Things have been quite alright these couple of days cuz he's been out at work til late and its only SD and me so its not too bad. Ill monitor the situation and the next time he starts saying his "so called jokes" and tells me im the crazy immature emotional jealous insecure bitch who's getting upset over nothing, Ill just pack my bags and tell him to piss off.

ddakan's picture

you're so young. get your life back. with or without him you have to be you. don't have kids with this a hole! now we see why BM drugged out and left. he probably drove her to it. there are worse things than divorcing someone when you're 22. what if the abuse and depression continues and you lose your whole 20s to a self absorbed A hole?

if it aint workin now it won't work in 5 years. the doo doo will just get deeper.

imamess's picture

Yeah I actually have a suitcase on the side with some things in there ready. Its kind of sad haha but then again, I guess I have to protect myself. Thanks heaps I really appreciate your concern and your encouragement Smile

imamess's picture

Thanks for sharing. Yeah isnt it sad (probably a bit of self pity here) that somehow the marriage is supposed to be between the husband and wife but its being wrecked cuz of another party (even though it is a child). I always feel a deep sense of betrayal when he says he's going to divorce me cuz im crying and being "crazy" in front of his poor darling daughter. I feel like Him and me should be a team and working this family out! Not that "if she goes, I go" attitude! But obvioiusly life doesnt always work out the way we want. Yeah before I stand up to him, I would want to do it in a calm and organised manner and get everything in my favor first.

on the fence's picture

Your DH is an ass faced jerk and does not deserve you! Dump his sorry self and save yourself before he has you so beat down that you can't!

sixteensmom's picture

It occurred to me reading your post and others tonight... We were all so vibrant and happy and positive, forward thinking women before we married the step kids dad.

I miss us.

ddakan's picture

awe sixteensmom, i miss us too. so happy, so unassuming, innocent of the depth of lies and the manipulation and games OH AND THE BULL SHIT! now up to our eyeballs in it.
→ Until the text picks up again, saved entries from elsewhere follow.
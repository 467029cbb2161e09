//! Circular multi-channel sample buffer.

use crate::SampleBuffer;

/// A ring of multi-channel samples addressed by a monotonically increasing
/// frame index.
///
/// Writers append with [`push`](Self::push); readers copy any window of the
/// most recent `capacity` frames with [`read`](Self::read), addressed by
/// absolute frame index rather than by a read cursor. The buffer never
/// tracks readers, so the same history can be read any number of times
/// (e.g. for overlapping analysis windows or read-ahead playback).
///
/// Samples are stored per channel, so each push or read is at most two
/// contiguous copies per channel.
///
/// Reading frames older than `write_index() - capacity()` returns whatever
/// has overwritten them. Staying inside the valid window is the caller's
/// responsibility; debug builds assert on it.
///
/// # Example
///
/// ```
/// use stream_transport::{CircularAudioBuffer, SampleBuffer};
///
/// let mut ring = CircularAudioBuffer::new(1, 8);
/// ring.push(&SampleBuffer::from_channels(vec![vec![1.0, 2.0, 3.0]]));
///
/// let mut out = SampleBuffer::new(1, 2);
/// ring.read_block(1, &mut out);
/// assert_eq!(out.channel(0), &[2.0, 3.0]);
/// ```
#[derive(Debug, Clone)]
pub struct CircularAudioBuffer {
    storage: SampleBuffer,
    write_index: i64,
}

impl CircularAudioBuffer {
    /// Creates a silent ring with the given channel count and frame capacity.
    ///
    /// # Panics
    ///
    /// Panics if `capacity` is zero.
    pub fn new(channels: usize, capacity: usize) -> Self {
        assert!(capacity > 0, "ring capacity must be non-zero");
        Self {
            storage: SampleBuffer::new(channels, capacity),
            write_index: 0,
        }
    }

    /// Returns the number of frames the ring holds.
    pub fn capacity(&self) -> usize {
        self.storage.num_frames()
    }

    /// Returns the channel count.
    pub fn num_channels(&self) -> usize {
        self.storage.num_channels()
    }

    /// Returns the total number of frames ever pushed.
    pub fn write_index(&self) -> i64 {
        self.write_index
    }

    /// Returns the oldest frame index that has not been overwritten.
    pub fn oldest_valid_index(&self) -> i64 {
        (self.write_index - self.capacity() as i64).max(0)
    }

    /// Appends all frames of `block`.
    pub fn push(&mut self, block: &SampleBuffer) {
        self.push_region(block, 0, block.num_frames());
    }

    /// Appends `len` frames of `src` starting at frame `start`.
    ///
    /// If `len` exceeds the capacity only the most recent `capacity` frames
    /// are kept, and the write index advances by that truncated amount.
    /// Channels beyond the smaller of the two channel counts are ignored.
    pub fn push_region(&mut self, src: &SampleBuffer, start: usize, len: usize) {
        let capacity = self.capacity();
        let channels = self.num_channels().min(src.num_channels());
        let kept = len.min(capacity);
        let src_start = start + len - kept;

        let mut remaining = kept;
        while remaining > 0 {
            let write_offset = self.write_index.rem_euclid(capacity as i64) as usize;
            let n = remaining.min(capacity - write_offset);
            let src_offset = src_start + kept - remaining;

            for ch in 0..channels {
                self.storage
                    .copy_from(ch, write_offset, src, ch, src_offset, n);
            }

            remaining -= n;
            self.write_index += n as i64;
        }
    }

    /// Copies frames `read_index..read_index + len` into `output` starting at
    /// frame `start`.
    ///
    /// Only the first `min(num_channels(), output.num_channels())` channels
    /// are written; extra output channels are left untouched.
    pub fn read(&self, read_index: i64, output: &mut SampleBuffer, start: usize, len: usize) {
        debug_assert!(
            read_index >= self.oldest_valid_index() && read_index + len as i64 <= self.write_index,
            "read of {read_index}+{len} outside valid history {}..{}",
            self.oldest_valid_index(),
            self.write_index
        );

        let capacity = self.capacity();
        let channels = self.num_channels().min(output.num_channels());

        let mut offset = 0;
        while offset < len {
            let input_offset = (read_index + offset as i64).rem_euclid(capacity as i64) as usize;
            let n = (len - offset).min(capacity - input_offset);

            for ch in 0..channels {
                output.copy_from(ch, start + offset, &self.storage, ch, input_offset, n);
            }

            offset += n;
        }
    }

    /// Fills the whole of `output` with frames from `read_index` onwards.
    pub fn read_block(&self, read_index: i64, output: &mut SampleBuffer) {
        let len = output.num_frames();
        self.read(read_index, output, 0, len);
    }
}

#[cfg(test)]
mod tests {
    use super::*;

    fn ramp(channels: usize, from: usize, len: usize) -> SampleBuffer {
        SampleBuffer::from_channels(
            (0..channels)
                .map(|ch| {
                    (from..from + len)
                        .map(|i| (i + ch * 10_000) as f32)
                        .collect()
                })
                .collect(),
        )
    }

    #[test]
    fn test_read_after_push() {
        let mut ring = CircularAudioBuffer::new(2, 64);
        ring.push(&ramp(2, 0, 40));
        assert_eq!(ring.write_index(), 40);

        let mut out = SampleBuffer::new(2, 40);
        ring.read_block(0, &mut out);
        assert_eq!(out, ramp(2, 0, 40));
    }

    #[test]
    fn test_read_across_wraparound() {
        let mut ring = CircularAudioBuffer::new(1, 64);
        ring.push(&ramp(1, 0, 32));
        ring.push(&ramp(1, 32, 42));
        assert_eq!(ring.write_index(), 74);

        let mut out = SampleBuffer::new(1, 32);
        ring.read_block(42, &mut out);
        assert_eq!(out, ramp(1, 42, 32));
    }

    #[test]
    fn test_oversized_push_keeps_tail() {
        let mut ring = CircularAudioBuffer::new(1, 16);
        ring.push(&ramp(1, 0, 50));
        assert_eq!(ring.write_index(), 16);

        let mut out = SampleBuffer::new(1, 16);
        ring.read_block(0, &mut out);
        assert_eq!(out, ramp(1, 34, 16));
    }

    #[test]
    fn test_oldest_valid_index() {
        let mut ring = CircularAudioBuffer::new(1, 16);
        assert_eq!(ring.oldest_valid_index(), 0);
        ring.push(&ramp(1, 0, 20));
        ring.push(&ramp(1, 0, 10));
        assert_eq!(ring.oldest_valid_index(), 10);
    }

    #[test]
    fn test_read_copies_common_channels_only() {
        let mut ring = CircularAudioBuffer::new(1, 8);
        ring.push(&ramp(1, 0, 4));

        let mut out = SampleBuffer::from_channels(vec![vec![-1.0; 4], vec![-1.0; 4]]);
        ring.read_block(0, &mut out);
        assert_eq!(out.channel(0), &[0.0, 1.0, 2.0, 3.0]);
        assert_eq!(out.channel(1), &[-1.0; 4]);
    }

    #[test]
    fn test_push_region_and_offset_read() {
        let mut ring = CircularAudioBuffer::new(1, 8);
        let src = ramp(1, 0, 10);
        ring.push_region(&src, 3, 5);
        assert_eq!(ring.write_index(), 5);

        let mut out = SampleBuffer::new(1, 6);
        ring.read(1, &mut out, 2, 3);
        assert_eq!(out.channel(0), &[0.0, 0.0, 4.0, 5.0, 6.0, 0.0]);
    }

    #[test]
    fn test_many_small_pushes_wrap_repeatedly() {
        let mut ring = CircularAudioBuffer::new(1, 10);
        for i in 0..17 {
            ring.push(&ramp(1, i * 3, 3));
        }
        assert_eq!(ring.write_index(), 51);

        let mut out = SampleBuffer::new(1, 10);
        ring.read_block(41, &mut out);
        assert_eq!(out, ramp(1, 41, 10));
    }

    #[test]
    #[should_panic(expected = "non-zero")]
    fn test_zero_capacity_panics() {
        let _ = CircularAudioBuffer::new(1, 0);
    }
}
//! Bridge from an interleaved device callback to the planar transport.

use std::sync::Arc;

use crate::format::{f32_to_i16, interleave};
use crate::transport::TransportCoordinator;
use crate::{BlockRegion, SampleBuffer};

/// Drives a [`TransportCoordinator`] from an interleaved output callback.
///
/// Device callbacks hand over one interleaved buffer per period, while the
/// transport renders planar blocks. The player owns the planar scratch
/// buffer, sized by [`prepare`](Self::prepare), and renders device buffers
/// in slices of the prepared block size, so an unexpectedly large period
/// does not allocate on the callback.
///
/// # Example
///
/// ```
/// use std::sync::Arc;
/// use stream_transport::{
///     shared_source, MockSource, SourceOptions, TransportCoordinator, TransportPlayer,
/// };
///
/// let transport = Arc::new(TransportCoordinator::new());
/// transport.set_source(Some(shared_source(MockSource::constant(2, 48000, 0.25))), SourceOptions::default())?;
///
/// let mut player = TransportPlayer::new(transport.clone());
/// player.prepare(256, 48000.0, 2);
/// transport.start();
///
/// let mut output = vec![0.0f32; 2 * 256];
/// player.render_interleaved(&mut output);
/// assert!(output.iter().all(|&s| s == 0.25));
/// # Ok::<(), stream_transport::TransportError>(())
/// ```
pub struct TransportPlayer {
    transport: Arc<TransportCoordinator>,
    scratch: SampleBuffer,
    /// Interleaved staging for integer output formats.
    staging: Vec<f32>,
    channels: usize,
    block_size: usize,
}

impl TransportPlayer {
    /// Creates an unprepared player; it outputs silence until prepared.
    pub fn new(transport: Arc<TransportCoordinator>) -> Self {
        Self {
            transport,
            scratch: SampleBuffer::default(),
            staging: Vec::new(),
            channels: 0,
            block_size: 0,
        }
    }

    /// Returns the driven transport.
    pub fn transport(&self) -> &Arc<TransportCoordinator> {
        &self.transport
    }

    /// Sizes the scratch buffers and prepares the transport.
    ///
    /// Call before the device starts, with the device's expected period,
    /// sample rate and channel count.
    pub fn prepare(&mut self, block_size: usize, sample_rate: f64, channels: usize) {
        self.block_size = block_size;
        self.channels = channels;
        self.scratch.set_size(channels, block_size);
        self.staging = vec![0.0; block_size * channels];
        self.transport.prepare_to_play(block_size, sample_rate);
    }

    /// Releases the transport's resources.
    ///
    /// The player outputs silence until it is prepared again.
    pub fn release(&mut self) {
        self.block_size = 0;
        self.channels = 0;
        self.transport.release_resources();
    }

    /// Renders into an interleaved `f32` device buffer.
    pub fn render_interleaved(&mut self, output: &mut [f32]) {
        if self.block_size == 0 || self.channels == 0 {
            output.fill(0.0);
            return;
        }
        for chunk in output.chunks_mut(self.block_size * self.channels) {
            self.render_chunk(chunk);
        }
    }

    /// Renders into an interleaved `i16` device buffer.
    pub fn render_interleaved_i16(&mut self, output: &mut [i16]) {
        if self.block_size == 0 || self.channels == 0 {
            output.fill(0);
            return;
        }
        let mut staging = std::mem::take(&mut self.staging);
        for chunk in output.chunks_mut(self.block_size * self.channels) {
            let staged = &mut staging[..chunk.len()];
            self.render_chunk(staged);
            for (out, &sample) in chunk.iter_mut().zip(staged.iter()) {
                *out = f32_to_i16(sample);
            }
        }
        self.staging = staging;
    }

    fn render_chunk(&mut self, chunk: &mut [f32]) {
        let frames = chunk.len() / self.channels;
        self.transport
            .get_next_audio_block(&mut BlockRegion::new(&mut self.scratch, 0, frames));
        interleave(&self.scratch, &mut chunk[..frames * self.channels], self.channels);
        chunk[frames * self.channels..].fill(0.0);
    }
}
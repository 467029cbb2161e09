//! Configuration types for the transport and its read-ahead layer.

use std::time::Duration;

/// Configuration for [`TransportCoordinator`](crate::TransportCoordinator) behavior.
///
/// Use [`TransportConfig::default()`] for sensible defaults, or customize as needed.
///
/// # Example
///
/// ```
/// use stream_transport::TransportConfig;
/// use std::time::Duration;
///
/// let config = TransportConfig {
///     stop_timeout: Duration::from_millis(250),
///     ..Default::default()
/// };
/// ```
#[derive(Debug, Clone)]
pub struct TransportConfig {
    /// How long `stop()` waits for the audio callback to finish its fade-out.
    ///
    /// The wait is bounded; `stop()` returns when it expires even if the
    /// callback never ran.
    /// Default: 1 second
    pub stop_timeout: Duration,

    /// Length of the linear fade applied to the first block after a stop.
    ///
    /// Samples past the fade are silenced.
    /// Default: 256 samples
    pub fade_out_samples: usize,

    /// Capacity of the queue carrying events from the audio callback.
    ///
    /// Events raised while the queue is full are dropped.
    /// Default: 64
    pub event_queue_capacity: usize,
}

impl Default for TransportConfig {
    fn default() -> Self {
        Self {
            stop_timeout: Duration::from_secs(1),
            fade_out_samples: 256,
            event_queue_capacity: 64,
        }
    }
}

/// Tuning for the read-ahead fill performed on the background thread.
#[derive(Debug, Clone)]
pub struct ReadAheadConfig {
    /// Maximum frames read from the wrapped source per time slice.
    ///
    /// Default: 2048
    pub fill_chunk_frames: usize,

    /// Delay before the next slice when the buffer is already full.
    ///
    /// Default: 100ms
    pub idle_wait: Duration,

    /// Delay before the next slice while the buffer still has room.
    ///
    /// Default: 1ms
    pub busy_wait: Duration,
}

impl Default for ReadAheadConfig {
    fn default() -> Self {
        Self {
            fill_chunk_frames: 2048,
            idle_wait: Duration::from_millis(100),
            busy_wait: Duration::from_millis(1),
        }
    }
}

#[cfg(test)]
mod tests {
    use super::*;

    #[test]
    fn test_transport_config_defaults() {
        let config = TransportConfig::default();
        assert_eq!(config.stop_timeout, Duration::from_secs(1));
        assert_eq!(config.fade_out_samples, 256);
        assert_eq!(config.event_queue_capacity, 64);
    }

    #[test]
    fn test_read_ahead_config_defaults() {
        let config = ReadAheadConfig::default();
        assert_eq!(config.fill_chunk_frames, 2048);
        assert_eq!(config.idle_wait, Duration::from_millis(100));
        assert_eq!(config.busy_wait, Duration::from_millis(1));
    }
}
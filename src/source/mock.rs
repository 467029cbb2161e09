//! Mock positionable source for testing without audio files.

use std::sync::atomic::{AtomicUsize, Ordering};
use std::sync::Arc;

use super::{AudioSource, PositionableSource};
use crate::BlockRegion;

/// Lifecycle call counts recorded by a [`MockSource`].
///
/// The counters are shared, so they stay observable after the source has
/// been handed to a transport.
#[derive(Debug, Default)]
pub struct MockCounters {
    prepares: AtomicUsize,
    releases: AtomicUsize,
    blocks: AtomicUsize,
}

impl MockCounters {
    /// Number of `prepare_to_play` calls.
    pub fn prepares(&self) -> usize {
        self.prepares.load(Ordering::SeqCst)
    }

    /// Number of `release_resources` calls.
    pub fn releases(&self) -> usize {
        self.releases.load(Ordering::SeqCst)
    }

    /// Number of `get_next_audio_block` calls.
    pub fn blocks(&self) -> usize {
        self.blocks.load(Ordering::SeqCst)
    }
}

#[derive(Debug, Clone, Copy)]
enum Signal {
    Constant(f32),
    Ramp,
    Sine { frequency: f64, sample_rate: f64 },
}

/// A deterministic source that synthesizes audio for testing.
///
/// This allows exercising the full transport chain without files or
/// hardware, making it suitable for CI environments. Every sample of a
/// ramp source equals its frame position, which makes seeks, resampling
/// and read-ahead easy to verify.
///
/// # Panics
///
/// `release_resources` panics if it is called more often than
/// `prepare_to_play`, so double releases fail the test that caused them.
///
/// # Example
///
/// ```
/// use stream_transport::{AudioSource, BlockRegion, MockSource, SampleBuffer};
///
/// let mut mock = MockSource::ramp(1, 1000);
/// let counters = mock.counters();
///
/// let mut buffer = SampleBuffer::new(1, 4);
/// mock.prepare_to_play(4, 48000.0);
/// mock.get_next_audio_block(&mut BlockRegion::whole(&mut buffer));
/// assert_eq!(buffer.channel(0), &[0.0, 1.0, 2.0, 3.0]);
/// assert_eq!(counters.prepares(), 1);
/// ```
#[derive(Debug)]
pub struct MockSource {
    channels: usize,
    length: i64,
    position: i64,
    looping: bool,
    signal: Signal,
    counters: Arc<MockCounters>,
}

impl MockSource {
    fn with_signal(channels: usize, length: i64, signal: Signal) -> Self {
        Self {
            channels,
            length,
            position: 0,
            looping: false,
            signal,
            counters: Arc::new(MockCounters::default()),
        }
    }

    /// Creates a source emitting `value` on every sample.
    pub fn constant(channels: usize, length: i64, value: f32) -> Self {
        Self::with_signal(channels, length, Signal::Constant(value))
    }

    /// Creates a source whose samples equal their frame position.
    pub fn ramp(channels: usize, length: i64) -> Self {
        Self::with_signal(channels, length, Signal::Ramp)
    }

    /// Creates a full-scale sine source.
    pub fn sine(channels: usize, length: i64, frequency: f64, sample_rate: f64) -> Self {
        Self::with_signal(
            channels,
            length,
            Signal::Sine {
                frequency,
                sample_rate,
            },
        )
    }

    /// Returns the shared lifecycle counters.
    pub fn counters(&self) -> Arc<MockCounters> {
        Arc::clone(&self.counters)
    }

    fn sample_at(&self, frame: i64) -> f32 {
        match self.signal {
            Signal::Constant(value) => value,
            Signal::Ramp => frame as f32,
            Signal::Sine {
                frequency,
                sample_rate,
            } => {
                let t = frame as f64 / sample_rate;
                (2.0 * std::f64::consts::PI * frequency * t).sin() as f32
            }
        }
    }
}

impl AudioSource for MockSource {
    fn prepare_to_play(&mut self, _block_size: usize, _sample_rate: f64) {
        self.counters.prepares.fetch_add(1, Ordering::SeqCst);
    }

    fn release_resources(&mut self) {
        let releases = self.counters.releases.fetch_add(1, Ordering::SeqCst) + 1;
        assert!(
            releases <= self.counters.prepares(),
            "release_resources called {releases} times for {} prepares",
            self.counters.prepares()
        );
    }

    fn get_next_audio_block(&mut self, region: &mut BlockRegion<'_>) {
        self.counters.blocks.fetch_add(1, Ordering::SeqCst);

        for i in 0..region.len {
            let frame = if self.looping && self.length > 0 {
                self.position.rem_euclid(self.length)
            } else {
                self.position
            };
            let value = if frame < self.length {
                self.sample_at(frame)
            } else {
                0.0
            };
            for ch in 0..region.num_channels() {
                let sample = if ch < self.channels { value } else { 0.0 };
                region.channel_mut(ch)[i] = sample;
            }
            self.position += 1;
        }
    }
}

impl PositionableSource for MockSource {
    fn set_next_read_position(&mut self, position: i64) {
        self.position = position;
    }

    fn next_read_position(&self) -> i64 {
        if self.looping && self.length > 0 {
            self.position.rem_euclid(self.length)
        } else {
            self.position
        }
    }

    fn total_length(&self) -> i64 {
        self.length
    }

    fn is_looping(&self) -> bool {
        self.looping
    }

    fn set_looping(&mut self, should_loop: bool) {
        self.looping = should_loop;
    }
}

#[cfg(test)]
mod tests {
    use super::*;
    use crate::SampleBuffer;

    #[test]
    fn test_mock_source_constant() {
        let mut mock = MockSource::constant(2, 100, 0.25);
        let mut buffer = SampleBuffer::new(2, 16);
        mock.get_next_audio_block(&mut BlockRegion::whole(&mut buffer));
        assert!(buffer.channel(1).iter().all(|&s| s == 0.25));
        assert_eq!(mock.next_read_position(), 16);
    }

    #[test]
    fn test_mock_source_silent_past_end() {
        let mut mock = MockSource::ramp(1, 3);
        let mut buffer = SampleBuffer::new(1, 5);
        mock.get_next_audio_block(&mut BlockRegion::whole(&mut buffer));
        assert_eq!(buffer.channel(0), &[0.0, 1.0, 2.0, 0.0, 0.0]);
    }

    #[test]
    fn test_mock_source_sine() {
        let mut mock = MockSource::sine(1, 1600, 440.0, 16000.0);
        let mut buffer = SampleBuffer::new(1, 1600);
        mock.get_next_audio_block(&mut BlockRegion::whole(&mut buffer));

        // Sine wave should have positive and negative values
        assert!(buffer.channel(0).iter().any(|&s| s > 0.0));
        assert!(buffer.channel(0).iter().any(|&s| s < 0.0));
    }

    #[test]
    fn test_mock_source_looping() {
        let mut mock = MockSource::ramp(1, 4);
        mock.set_looping(true);
        let mut buffer = SampleBuffer::new(1, 6);
        mock.get_next_audio_block(&mut BlockRegion::whole(&mut buffer));
        assert_eq!(buffer.channel(0), &[0.0, 1.0, 2.0, 3.0, 0.0, 1.0]);
        assert_eq!(mock.next_read_position(), 2);
    }

    #[test]
    fn test_mock_counters() {
        let mut mock = MockSource::ramp(1, 4);
        let counters = mock.counters();
        mock.prepare_to_play(64, 44100.0);
        mock.release_resources();
        assert_eq!(counters.prepares(), 1);
        assert_eq!(counters.releases(), 1);
    }

    #[test]
    #[should_panic(expected = "release_resources called 1 times for 0 prepares")]
    fn test_mock_detects_release_without_prepare() {
        let mut mock = MockSource::ramp(1, 4);
        mock.release_resources();
    }
}
//! Error types for stream-transport.
//!
//! Errors are split into two categories:
//! - **Block errors** ([`BlockError`]): failures on the fixed-block adapter
//!   path, returned from every `read`/`write` call instead of a sentinel count
//! - **Transport errors** ([`TransportError`]): misconfiguration of the
//!   transport or its collaborators (sources, read-ahead thread, device)
//!
//! Runtime conditions such as end of stream are not errors; they surface as
//! [`TransportEvent`](crate::TransportEvent)s.

use std::path::PathBuf;

/// Errors produced by [`FixedBlockReader`](crate::FixedBlockReader),
/// [`FixedBlockWriter`](crate::FixedBlockWriter) and the
/// [`FixedBlockProcessor`](crate::FixedBlockProcessor)s they drive.
#[derive(Debug, thiserror::Error)]
pub enum BlockError {
    /// The adapter was used before `open()` or after `close()`.
    #[error("block adapter is not open")]
    NotOpen,

    /// A block size of zero was requested.
    #[error("invalid block size: {0}")]
    InvalidBlockSize(usize),

    /// The processor accepted fewer bytes than a full staged block.
    ///
    /// Processors are expected to consume a full block or fail.
    #[error("short write: processor accepted {written} of {expected} bytes")]
    ShortWrite {
        /// Bytes the adapter handed over.
        expected: usize,
        /// Bytes the processor reported as written.
        written: usize,
    },

    /// The processor made no progress on a full-block write.
    #[error("processor accepted no data for a full block")]
    Stalled,

    /// The processor reported a failure of its own.
    #[error("processor failed: {0}")]
    Processor(String),

    /// I/O error from a processor backed by a stream.
    #[error("i/o error: {0}")]
    Io(#[from] std::io::Error),
}

impl BlockError {
    /// Creates a processor error with the given message.
    pub fn processor(msg: impl Into<String>) -> Self {
        Self::Processor(msg.into())
    }
}

/// Errors that prevent a transport or one of its sources from being set up.
#[derive(Debug, thiserror::Error)]
pub enum TransportError {
    /// Read-ahead buffering was requested without a background thread.
    #[error("read-ahead of {read_ahead_size} frames requested without a read-ahead thread")]
    MissingReadAheadThread {
        /// The requested read-ahead size in frames.
        read_ahead_size: usize,
    },

    /// A sample rate that is not finite and positive was supplied.
    #[error("invalid sample rate: {0}")]
    InvalidSampleRate(f64),

    /// A WAV file could not be opened or decoded.
    #[error("wav error: {path}: {source}")]
    Wav {
        /// Path to the file.
        path: PathBuf,
        /// The underlying decoder error.
        #[source]
        source: hound::Error,
    },

    /// No default output device is configured on this system.
    #[error("no default output device configured")]
    NoDefaultDevice,

    /// The requested output device was not found.
    #[error("device not found: {name}")]
    DeviceNotFound {
        /// Name of the device that wasn't found.
        name: String,
    },

    /// The device's sample format is not supported.
    #[error("unsupported sample format: {format}")]
    UnsupportedFormat {
        /// The format that wasn't supported.
        format: String,
    },

    /// An error from the underlying audio library (CPAL).
    #[error("audio backend error: {0}")]
    BackendError(String),
}

impl TransportError {
    /// Creates a WAV error for the given path.
    pub fn wav(path: impl Into<PathBuf>, source: hound::Error) -> Self {
        Self::Wav {
            path: path.into(),
            source,
        }
    }
}
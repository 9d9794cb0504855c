use std::path::PathBuf;
use std::process::ExitCode;

use clap::Parser;

use uttercut::opts::{DEFAULT_SAMPLE_RATE, Opts};
use uttercut::pipeline::run_playlist;
use uttercut::ytdlp::YtDlpSource;

fn main() -> ExitCode {
    uttercut::logging::init();

    let params = Params::parse();
    let playlist_url = format!("https://youtube.com/playlist?list={}", params.playlist_id);

    let opts = Opts {
        output_dir: params.output,
        sample_rate: params.sample_rate,
        overwrite_metadata: params.overwrite_metadata,
        only_captions: params.only_captions,
        keep_empty_clips: false,
    };

    let source = match YtDlpSource::new() {
        Ok(source) => source,
        Err(err) => {
            eprintln!("error: {err}");
            return ExitCode::FAILURE;
        }
    };

    match run_playlist(&source, &playlist_url, &opts) {
        Ok(report) => {
            eprintln!(
                "processed {} video(s), skipped {}, wrote {} clip(s)",
                report.processed, report.skipped, report.clips_written
            );
            if report.all_succeeded() {
                ExitCode::SUCCESS
            } else {
                ExitCode::FAILURE
            }
        }
        Err(err) => {
            eprintln!("error: {err}");
            ExitCode::FAILURE
        }
    }
}

#[derive(Parser, Debug)]
#[command(name = "uttercut")]
#[command(about = "Slice YouTube playlist audio into caption-aligned training clips")]
struct Params {
    /// ID of the YouTube playlist to process.
    #[arg(long = "playlist-id")]
    pub playlist_id: String,

    /// Output directory for clips and metadata.
    #[arg(short = 'o', long = "output")]
    pub output: PathBuf,

    /// Truncate an existing metadata file instead of appending to it.
    #[arg(long = "overwrite-metadata", default_value_t = false)]
    pub overwrite_metadata: bool,

    /// Only process videos that have caption tracks (slower playlist listing).
    #[arg(long = "only-captions", default_value_t = false)]
    pub only_captions: bool,

    /// Sample rate of the written clips, in Hz.
    #[arg(long = "sample-rate", default_value_t = DEFAULT_SAMPLE_RATE)]
    pub sample_rate: u32,
}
imamess, you deserve to have it a lot better. don't let him treat you like a child. you are an equal. a lot of my crap ended when I stood up to my dh too. but it takes so much energy to keep up that level of mind strength

imamess's picture

Yeah ure right sixteensmom! i miss my old self too! i think i need to change my username. No more imamess. Time to be victorious! Im so glad im feeling much better; at least im reading all the comments and laughing/smiling. It gives me strength.

donna123's picture

Yeps don't even give him a chance to discuss the matter cuz he will turn on the charm again when he knows you are leaving. Phone your family and tell them what's going on and that you are coming back home for good! You are only 22 and you do have your whole life ahead of you. This man is a classic abuser. But way too much for you to handle, don't waste another minute trying. Get out, and put him far, far behind you. It won't be easy, but you must do it for your own sanity. Do not give him another chance, because he won't change.

totalof4's picture

OMG Take his and SD advice and get the hell out, get lost!!! He is an abuser. He is worried about you yelling in front of SD but look what that asshole is teaching her?!! WOW!

As I was reading I became concerned about an unhealthy relationship between he and SD. Poor kid, event though she is abusing you, she is also being abused one way or the other, or both.

GET OUT, GO HOME, GO BACK TO YOUR LIFE. I find that alot of men like that move you across the country, away from your family and friends and then they abuse you.. They know you have no support system, bc they made it that way.